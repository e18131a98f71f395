use std::path::{Path, PathBuf};
use std::process::{Output, Stdio};
use std::time::Duration;

use async_trait::async_trait;
use bgp_audit_core::{Device, RemoteClient, Session, SessionError};
use tempfile::TempDir;
use tokio::io::AsyncReadExt;
use tokio::process::{Child, Command};
use tracing::debug;

use crate::args::{HostKeyPolicy, SshTarget};
use crate::classify::{classify_failure, SSH_ERROR_STATUS};
use crate::error::SshError;

const READY_POLL_INTERVAL: Duration = Duration::from_millis(100);
const MASTER_EXIT_WAIT: Duration = Duration::from_secs(5);

/// Settings shared by every session the client opens.
#[derive(Debug, Clone)]
pub struct SshOptions {
    /// The OpenSSH client binary.
    pub program: PathBuf,
    /// Used only for devices with a password.
    pub sshpass_program: PathBuf,
    /// Passed to ssh as `ConnectTimeout`. The worker's device timeout still
    /// bounds the whole connect.
    pub connect_timeout: Duration,
    pub host_key_policy: HostKeyPolicy,
    pub known_hosts_file: Option<PathBuf>,
    /// Appended to the master's arguments before the host.
    pub extra_args: Vec<String>,
}

impl Default for SshOptions {
    fn default() -> Self {
        Self {
            program: PathBuf::from("ssh"),
            sshpass_program: PathBuf::from("sshpass"),
            connect_timeout: Duration::from_secs(10),
            host_key_policy: HostKeyPolicy::default(),
            known_hosts_file: None,
            extra_args: Vec::new(),
        }
    }
}

/// Opens one OpenSSH ControlMaster per device session.
#[derive(Debug, Clone, Default)]
pub struct SshClient {
    options: SshOptions,
}

impl SshClient {
    pub fn new(options: SshOptions) -> Self {
        Self { options }
    }

    pub fn options(&self) -> &SshOptions {
        &self.options
    }

    fn spawn_master(
        &self,
        target: &SshTarget,
        control_path: &Path,
        password: Option<&str>,
    ) -> Result<Child, SshError> {
        let args = target.master_args(control_path, &self.options);
        let (program, mut cmd) = match password {
            Some(password) => {
                let mut cmd = Command::new(&self.options.sshpass_program);
                cmd.arg("-e")
                    .arg(&self.options.program)
                    .env("SSHPASS", password);
                (&self.options.sshpass_program, cmd)
            }
            None => (&self.options.program, Command::new(&self.options.program)),
        };

        cmd.args(&args)
            .stdin(Stdio::null())
            .stdout(Stdio::null())
            .stderr(Stdio::piped())
            .kill_on_drop(true)
            .spawn()
            .map_err(|source| SshError::Spawn {
                program: program.clone(),
                source,
            })
    }

    /// Poll the control socket until the master accepts requests or exits.
    async fn wait_ready(
        &self,
        target: &SshTarget,
        control_path: &Path,
        master: &mut Child,
        via_sshpass: bool,
    ) -> Result<(), SessionError> {
        let check = target.check_args(control_path);
        loop {
            let exited = master.try_wait().map_err(|source| SshError::Wait {
                program: self.options.program.clone(),
                source,
            })?;
            if let Some(status) = exited {
                let stderr = read_stderr(master).await;
                if status.success() {
                    return Err(SessionError::Transport(
                        "ssh master exited before accepting sessions".to_string(),
                    ));
                }
                return Err(classify_failure(status.code(), &stderr, via_sshpass));
            }

            let output = run_ssh(&self.options.program, &check).await?;
            if output.status.success() {
                return Ok(());
            }
            tokio::time::sleep(READY_POLL_INTERVAL).await;
        }
    }
}

#[async_trait]
impl RemoteClient for SshClient {
    async fn connect(&self, device: &Device) -> Result<Box<dyn Session>, SessionError> {
        let target = SshTarget::from_device(device);
        let control_dir = tempfile::Builder::new()
            .prefix("bgp-audit-")
            .tempdir()
            .map_err(SshError::ControlDir)?;
        let control_path = control_dir.path().join("ctl");

        let password = device.credentials.password.as_deref();
        let mut master = self.spawn_master(&target, &control_path, password)?;
        self.wait_ready(&target, &control_path, &mut master, password.is_some())
            .await?;

        debug!(
            hostname = %device.hostname,
            address = %target.host,
            port = target.port,
            "ssh master ready"
        );
        Ok(Box::new(SshSession {
            hostname: device.hostname.clone(),
            program: self.options.program.clone(),
            target,
            control_path,
            master,
            _control_dir: control_dir,
        }))
    }
}

struct SshSession {
    hostname: String,
    program: PathBuf,
    target: SshTarget,
    control_path: PathBuf,
    master: Child,
    // Removed on drop, after the master is gone.
    _control_dir: TempDir,
}

#[async_trait]
impl Session for SshSession {
    async fn execute(&mut self, command: &str) -> Result<String, SessionError> {
        let args = self.target.exec_args(&self.control_path, command);
        let output = run_ssh(&self.program, &args).await?;

        // Any other status belongs to the remote command, not to ssh.
        let code = output.status.code();
        if code.is_none() || code == Some(SSH_ERROR_STATUS) {
            let stderr = String::from_utf8_lossy(&output.stderr);
            return Err(classify_failure(code, &stderr, false));
        }
        Ok(String::from_utf8_lossy(&output.stdout).into_owned())
    }

    async fn close(&mut self) -> Result<(), SessionError> {
        let exit = run_ssh(&self.program, &self.target.exit_args(&self.control_path)).await;

        if matches!(&exit, Ok(output) if output.status.success()) {
            if let Ok(Ok(_)) = tokio::time::timeout(MASTER_EXIT_WAIT, self.master.wait()).await {
                debug!(hostname = %self.hostname, "ssh master closed");
                return Ok(());
            }
        }

        // The master ignored or never received the exit request.
        self.master.start_kill().ok();
        self.master.wait().await.ok();

        match exit {
            Ok(output) if output.status.success() => Err(SessionError::Transport(
                "ssh master did not exit after request".to_string(),
            )),
            Ok(output) => Err(classify_failure(
                output.status.code(),
                &String::from_utf8_lossy(&output.stderr),
                false,
            )),
            Err(e) => Err(e.into()),
        }
    }
}

async fn run_ssh(program: &Path, args: &[String]) -> Result<Output, SshError> {
    Command::new(program)
        .args(args)
        .stdin(Stdio::null())
        .stdout(Stdio::piped())
        .stderr(Stdio::piped())
        .kill_on_drop(true)
        .output()
        .await
        .map_err(|source| SshError::Spawn {
            program: program.to_path_buf(),
            source,
        })
}

async fn read_stderr(child: &mut Child) -> String {
    let mut buf = Vec::new();
    if let Some(mut stderr) = child.stderr.take() {
        stderr.read_to_end(&mut buf).await.ok();
    }
    String::from_utf8_lossy(&buf).into_owned()
}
-----
- Assignment:
Each line of the data above containing the string "struct" is to be copied.

- Expected answer:
pub struct SshOptions {
pub struct SshClient {
struct SshSession {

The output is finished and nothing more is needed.